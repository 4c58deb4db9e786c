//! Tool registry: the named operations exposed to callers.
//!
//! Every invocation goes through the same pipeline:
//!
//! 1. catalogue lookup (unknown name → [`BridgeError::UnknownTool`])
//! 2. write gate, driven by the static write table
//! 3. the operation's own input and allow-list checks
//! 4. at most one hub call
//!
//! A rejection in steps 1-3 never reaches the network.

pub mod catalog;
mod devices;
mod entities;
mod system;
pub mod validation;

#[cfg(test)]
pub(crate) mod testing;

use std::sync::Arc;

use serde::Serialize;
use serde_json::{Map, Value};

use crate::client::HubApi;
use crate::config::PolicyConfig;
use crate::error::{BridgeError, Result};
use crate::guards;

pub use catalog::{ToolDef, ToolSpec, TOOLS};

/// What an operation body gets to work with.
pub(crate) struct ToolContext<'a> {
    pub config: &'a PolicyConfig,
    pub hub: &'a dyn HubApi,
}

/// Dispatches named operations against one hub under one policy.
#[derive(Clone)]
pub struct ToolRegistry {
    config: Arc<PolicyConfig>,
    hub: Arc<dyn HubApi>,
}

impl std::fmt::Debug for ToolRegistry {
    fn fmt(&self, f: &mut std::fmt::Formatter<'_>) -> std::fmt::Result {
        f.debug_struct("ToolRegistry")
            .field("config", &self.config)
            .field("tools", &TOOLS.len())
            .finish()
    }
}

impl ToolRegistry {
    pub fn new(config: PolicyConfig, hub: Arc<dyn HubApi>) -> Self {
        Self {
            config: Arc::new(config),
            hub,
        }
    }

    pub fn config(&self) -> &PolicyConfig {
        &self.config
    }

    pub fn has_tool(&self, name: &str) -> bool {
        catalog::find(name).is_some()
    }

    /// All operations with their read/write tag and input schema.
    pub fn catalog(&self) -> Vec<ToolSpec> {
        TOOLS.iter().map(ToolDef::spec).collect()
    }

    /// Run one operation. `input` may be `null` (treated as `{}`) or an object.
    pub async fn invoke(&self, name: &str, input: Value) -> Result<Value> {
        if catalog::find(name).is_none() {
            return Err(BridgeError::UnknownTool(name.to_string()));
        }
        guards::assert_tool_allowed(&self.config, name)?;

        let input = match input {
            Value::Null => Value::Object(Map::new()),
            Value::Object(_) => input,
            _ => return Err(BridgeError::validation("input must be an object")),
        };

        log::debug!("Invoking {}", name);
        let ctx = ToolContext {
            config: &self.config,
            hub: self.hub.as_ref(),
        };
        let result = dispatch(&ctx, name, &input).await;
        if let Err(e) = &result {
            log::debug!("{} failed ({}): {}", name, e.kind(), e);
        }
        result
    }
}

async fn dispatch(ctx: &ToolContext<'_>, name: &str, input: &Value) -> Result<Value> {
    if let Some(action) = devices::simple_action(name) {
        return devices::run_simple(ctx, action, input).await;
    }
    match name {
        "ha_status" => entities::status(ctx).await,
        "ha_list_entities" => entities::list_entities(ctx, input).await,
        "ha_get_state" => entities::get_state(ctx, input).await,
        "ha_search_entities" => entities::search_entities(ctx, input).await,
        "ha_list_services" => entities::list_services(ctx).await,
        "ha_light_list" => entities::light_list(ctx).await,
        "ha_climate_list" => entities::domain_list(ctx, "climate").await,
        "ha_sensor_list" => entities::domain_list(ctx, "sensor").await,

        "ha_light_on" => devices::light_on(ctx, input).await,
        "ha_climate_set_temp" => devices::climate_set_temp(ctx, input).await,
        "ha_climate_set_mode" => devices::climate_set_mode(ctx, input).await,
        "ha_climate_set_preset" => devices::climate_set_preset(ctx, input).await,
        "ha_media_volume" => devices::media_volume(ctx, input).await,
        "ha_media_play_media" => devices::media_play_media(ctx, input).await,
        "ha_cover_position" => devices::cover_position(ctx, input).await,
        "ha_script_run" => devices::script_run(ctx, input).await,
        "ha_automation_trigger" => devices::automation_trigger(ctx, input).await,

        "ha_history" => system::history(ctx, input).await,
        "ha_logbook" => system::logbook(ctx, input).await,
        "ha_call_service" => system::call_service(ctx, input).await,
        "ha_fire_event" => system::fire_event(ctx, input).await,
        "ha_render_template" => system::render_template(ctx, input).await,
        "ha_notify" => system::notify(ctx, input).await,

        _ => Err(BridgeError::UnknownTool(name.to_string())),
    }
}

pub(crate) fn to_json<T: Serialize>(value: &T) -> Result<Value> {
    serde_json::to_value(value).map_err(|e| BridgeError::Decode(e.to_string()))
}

==

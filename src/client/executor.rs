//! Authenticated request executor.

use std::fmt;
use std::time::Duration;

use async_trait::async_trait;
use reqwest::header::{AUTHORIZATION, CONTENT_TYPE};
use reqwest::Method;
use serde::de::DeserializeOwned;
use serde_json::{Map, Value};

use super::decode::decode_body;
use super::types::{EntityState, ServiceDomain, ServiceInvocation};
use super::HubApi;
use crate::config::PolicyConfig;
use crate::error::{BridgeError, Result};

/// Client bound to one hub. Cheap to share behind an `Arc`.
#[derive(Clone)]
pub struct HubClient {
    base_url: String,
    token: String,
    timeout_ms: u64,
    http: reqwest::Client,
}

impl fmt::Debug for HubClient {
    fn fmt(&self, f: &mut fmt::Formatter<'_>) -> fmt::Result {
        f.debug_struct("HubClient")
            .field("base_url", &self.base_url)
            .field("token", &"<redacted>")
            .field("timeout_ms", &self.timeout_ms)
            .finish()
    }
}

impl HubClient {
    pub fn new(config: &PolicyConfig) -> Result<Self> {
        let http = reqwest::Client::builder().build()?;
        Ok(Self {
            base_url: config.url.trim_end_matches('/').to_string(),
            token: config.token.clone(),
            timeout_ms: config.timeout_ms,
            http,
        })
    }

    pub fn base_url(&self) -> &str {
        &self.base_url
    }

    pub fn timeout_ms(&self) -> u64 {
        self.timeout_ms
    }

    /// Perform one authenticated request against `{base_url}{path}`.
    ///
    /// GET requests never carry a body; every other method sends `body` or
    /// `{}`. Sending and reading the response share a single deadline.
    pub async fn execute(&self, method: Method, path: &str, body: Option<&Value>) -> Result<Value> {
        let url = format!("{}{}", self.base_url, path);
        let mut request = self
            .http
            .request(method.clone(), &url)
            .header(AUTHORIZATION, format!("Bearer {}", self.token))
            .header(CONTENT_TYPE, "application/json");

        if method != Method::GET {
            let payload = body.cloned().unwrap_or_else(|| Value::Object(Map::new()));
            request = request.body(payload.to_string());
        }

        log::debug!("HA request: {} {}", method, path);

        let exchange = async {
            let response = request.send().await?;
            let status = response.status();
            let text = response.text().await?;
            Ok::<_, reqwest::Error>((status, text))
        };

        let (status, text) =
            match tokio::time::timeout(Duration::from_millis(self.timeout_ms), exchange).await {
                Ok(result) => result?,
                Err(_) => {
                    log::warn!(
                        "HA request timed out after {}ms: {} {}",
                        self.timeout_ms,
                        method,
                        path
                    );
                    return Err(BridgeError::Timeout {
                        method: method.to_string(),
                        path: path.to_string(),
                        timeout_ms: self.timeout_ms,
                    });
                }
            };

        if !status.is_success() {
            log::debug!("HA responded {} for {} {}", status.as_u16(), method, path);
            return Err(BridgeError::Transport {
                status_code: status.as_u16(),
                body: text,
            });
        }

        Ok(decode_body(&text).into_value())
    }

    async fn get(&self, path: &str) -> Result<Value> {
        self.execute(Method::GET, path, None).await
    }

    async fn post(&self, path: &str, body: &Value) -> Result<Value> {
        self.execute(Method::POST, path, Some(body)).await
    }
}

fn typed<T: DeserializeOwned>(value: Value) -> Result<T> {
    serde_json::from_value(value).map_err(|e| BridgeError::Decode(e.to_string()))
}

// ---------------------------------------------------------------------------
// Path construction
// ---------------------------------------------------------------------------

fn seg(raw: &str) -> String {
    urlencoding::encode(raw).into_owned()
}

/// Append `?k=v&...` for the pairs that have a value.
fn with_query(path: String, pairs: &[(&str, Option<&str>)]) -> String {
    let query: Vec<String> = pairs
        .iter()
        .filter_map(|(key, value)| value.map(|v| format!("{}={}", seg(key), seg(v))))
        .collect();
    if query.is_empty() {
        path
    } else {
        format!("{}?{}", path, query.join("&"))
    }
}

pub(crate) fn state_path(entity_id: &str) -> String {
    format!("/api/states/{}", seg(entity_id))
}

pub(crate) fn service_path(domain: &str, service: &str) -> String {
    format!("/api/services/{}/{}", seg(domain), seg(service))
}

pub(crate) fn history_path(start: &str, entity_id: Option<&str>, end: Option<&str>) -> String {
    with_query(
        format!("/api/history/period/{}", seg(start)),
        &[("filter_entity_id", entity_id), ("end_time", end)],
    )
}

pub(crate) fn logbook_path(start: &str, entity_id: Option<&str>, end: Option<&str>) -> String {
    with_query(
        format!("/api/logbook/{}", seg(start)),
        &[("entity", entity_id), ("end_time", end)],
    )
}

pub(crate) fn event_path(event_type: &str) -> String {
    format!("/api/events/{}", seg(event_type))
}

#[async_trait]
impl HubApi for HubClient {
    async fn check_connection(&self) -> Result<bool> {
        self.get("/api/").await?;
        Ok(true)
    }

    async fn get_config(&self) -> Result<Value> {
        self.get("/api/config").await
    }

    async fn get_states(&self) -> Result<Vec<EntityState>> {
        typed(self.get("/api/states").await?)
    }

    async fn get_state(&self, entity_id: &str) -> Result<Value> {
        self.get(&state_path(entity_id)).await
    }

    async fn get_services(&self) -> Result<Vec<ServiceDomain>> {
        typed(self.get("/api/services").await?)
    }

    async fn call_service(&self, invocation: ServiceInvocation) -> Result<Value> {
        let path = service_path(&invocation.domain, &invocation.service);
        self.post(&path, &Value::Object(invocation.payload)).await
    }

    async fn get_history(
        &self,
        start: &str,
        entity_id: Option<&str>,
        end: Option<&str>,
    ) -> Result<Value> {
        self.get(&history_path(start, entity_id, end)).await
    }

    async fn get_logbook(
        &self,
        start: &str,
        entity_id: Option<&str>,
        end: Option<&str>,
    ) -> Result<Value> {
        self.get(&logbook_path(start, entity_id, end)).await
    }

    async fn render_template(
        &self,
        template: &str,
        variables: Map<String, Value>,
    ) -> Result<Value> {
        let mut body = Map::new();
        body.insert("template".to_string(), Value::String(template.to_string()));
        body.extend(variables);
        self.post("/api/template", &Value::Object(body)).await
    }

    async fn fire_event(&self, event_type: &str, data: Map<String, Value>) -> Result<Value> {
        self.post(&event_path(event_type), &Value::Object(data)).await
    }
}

...

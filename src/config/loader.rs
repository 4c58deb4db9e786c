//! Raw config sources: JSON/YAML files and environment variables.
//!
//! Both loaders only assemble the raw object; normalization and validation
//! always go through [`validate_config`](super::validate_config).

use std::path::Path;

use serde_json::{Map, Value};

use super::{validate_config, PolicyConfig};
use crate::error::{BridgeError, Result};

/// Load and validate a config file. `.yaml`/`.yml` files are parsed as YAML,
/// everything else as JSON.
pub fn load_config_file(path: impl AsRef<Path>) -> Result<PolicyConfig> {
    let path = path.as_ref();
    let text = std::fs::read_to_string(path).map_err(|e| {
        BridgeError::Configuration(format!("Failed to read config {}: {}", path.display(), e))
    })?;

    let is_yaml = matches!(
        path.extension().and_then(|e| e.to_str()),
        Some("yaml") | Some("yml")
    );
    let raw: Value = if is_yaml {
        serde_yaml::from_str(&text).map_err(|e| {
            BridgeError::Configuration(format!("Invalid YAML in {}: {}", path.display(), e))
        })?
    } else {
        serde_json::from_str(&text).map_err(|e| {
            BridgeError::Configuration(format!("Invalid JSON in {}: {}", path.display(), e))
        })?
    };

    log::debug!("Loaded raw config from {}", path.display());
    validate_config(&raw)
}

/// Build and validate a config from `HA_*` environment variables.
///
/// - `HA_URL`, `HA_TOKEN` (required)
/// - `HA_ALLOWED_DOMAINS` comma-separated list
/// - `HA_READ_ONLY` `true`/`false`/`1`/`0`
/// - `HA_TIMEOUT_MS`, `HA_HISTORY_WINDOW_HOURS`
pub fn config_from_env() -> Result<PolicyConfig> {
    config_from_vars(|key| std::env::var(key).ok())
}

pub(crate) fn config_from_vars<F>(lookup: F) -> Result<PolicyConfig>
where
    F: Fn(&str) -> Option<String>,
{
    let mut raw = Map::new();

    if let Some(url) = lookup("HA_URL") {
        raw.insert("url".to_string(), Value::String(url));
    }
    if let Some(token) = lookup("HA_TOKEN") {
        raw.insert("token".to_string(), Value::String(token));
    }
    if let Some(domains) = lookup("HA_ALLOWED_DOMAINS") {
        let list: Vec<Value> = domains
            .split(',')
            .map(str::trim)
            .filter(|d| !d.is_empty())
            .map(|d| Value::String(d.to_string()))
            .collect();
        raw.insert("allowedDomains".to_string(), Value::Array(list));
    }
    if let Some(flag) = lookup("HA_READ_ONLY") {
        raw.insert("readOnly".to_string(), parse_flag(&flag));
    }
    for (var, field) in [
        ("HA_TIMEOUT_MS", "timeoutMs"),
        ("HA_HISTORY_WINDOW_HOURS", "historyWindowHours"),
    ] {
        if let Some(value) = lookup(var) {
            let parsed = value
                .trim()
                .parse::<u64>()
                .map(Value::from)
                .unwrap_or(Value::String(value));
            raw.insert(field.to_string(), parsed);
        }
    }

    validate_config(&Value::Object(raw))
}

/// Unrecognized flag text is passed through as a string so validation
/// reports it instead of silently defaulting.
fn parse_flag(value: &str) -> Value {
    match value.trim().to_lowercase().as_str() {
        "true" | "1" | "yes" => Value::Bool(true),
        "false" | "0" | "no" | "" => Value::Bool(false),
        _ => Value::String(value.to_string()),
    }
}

BRIEF: Starting at the line above that contains "GET requests never", repeat each line exactly up to and including the line that contains "fn typed<T: DeserializeOwned>(value: Value)", and stop there.

ANSWER:
    /// GET requests never carry a body; every other method sends `body` or
    /// `{}`. Sending and reading the response share a single deadline.
    pub async fn execute(&self, method: Method, path: &str, body: Option<&Value>) -> Result<Value> {
        let url = format!("{}{}", self.base_url, path);
        let mut request = self
            .http
            .request(method.clone(), &url)
            .header(AUTHORIZATION, format!("Bearer {}", self.token))
            .header(CONTENT_TYPE, "application/json");

        if method != Method::GET {
            let payload = body.cloned().unwrap_or_else(|| Value::Object(Map::new()));
            request = request.body(payload.to_string());
        }

        log::debug!("HA request: {} {}", method, path);

        let exchange = async {
            let response = request.send().await?;
            let status = response.status();
            let text = response.text().await?;
            Ok::<_, reqwest::Error>((status, text))
        };

        let (status, text) =
            match tokio::time::timeout(Duration::from_millis(self.timeout_ms), exchange).await {
                Ok(result) => result?,
                Err(_) => {
                    log::warn!(
                        "HA request timed out after {}ms: {} {}",
                        self.timeout_ms,
                        method,
                        path
                    );
                    return Err(BridgeError::Timeout {
                        method: method.to_string(),
                        path: path.to_string(),
                        timeout_ms: self.timeout_ms,
                    });
                }
            };

        if !status.is_success() {
            log::debug!("HA responded {} for {} {}", status.as_u16(), method, path);
            return Err(BridgeError::Transport {
                status_code: status.as_u16(),
                body: text,
            });
        }

        Ok(decode_body(&text).into_value())
    }

    async fn get(&self, path: &str) -> Result<Value> {
        self.execute(Method::GET, path, None).await
    }

    async fn post(&self, path: &str, body: &Value) -> Result<Value> {
        self.execute(Method::POST, path, Some(body)).await
    }
}

fn typed<T: DeserializeOwned>(value: Value) -> Result<T> {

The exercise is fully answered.